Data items
--- --- ---
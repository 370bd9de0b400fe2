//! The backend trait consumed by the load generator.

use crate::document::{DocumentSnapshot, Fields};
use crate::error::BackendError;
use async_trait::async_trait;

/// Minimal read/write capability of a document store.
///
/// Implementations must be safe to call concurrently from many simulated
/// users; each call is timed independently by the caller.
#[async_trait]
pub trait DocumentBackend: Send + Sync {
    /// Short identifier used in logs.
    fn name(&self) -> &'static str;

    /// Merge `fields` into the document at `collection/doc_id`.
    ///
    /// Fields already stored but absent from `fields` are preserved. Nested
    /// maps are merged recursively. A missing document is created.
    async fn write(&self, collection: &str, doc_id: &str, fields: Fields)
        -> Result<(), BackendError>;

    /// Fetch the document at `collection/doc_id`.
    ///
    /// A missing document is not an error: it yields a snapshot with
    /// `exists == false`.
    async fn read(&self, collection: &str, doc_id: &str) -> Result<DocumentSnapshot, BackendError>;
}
--- --- ---
TASK DESCRIPTION: Write out, word for word, the line containing "a snapshot with" and all the lines after it in the entries above, and nothing more.

TASK SOLUTION:
    /// A missing document is not an error: it yields a snapshot with
    /// `exists == false`.
    async fn read(&self, collection: &str, doc_id: &str) -> Result<DocumentSnapshot, BackendError>;
}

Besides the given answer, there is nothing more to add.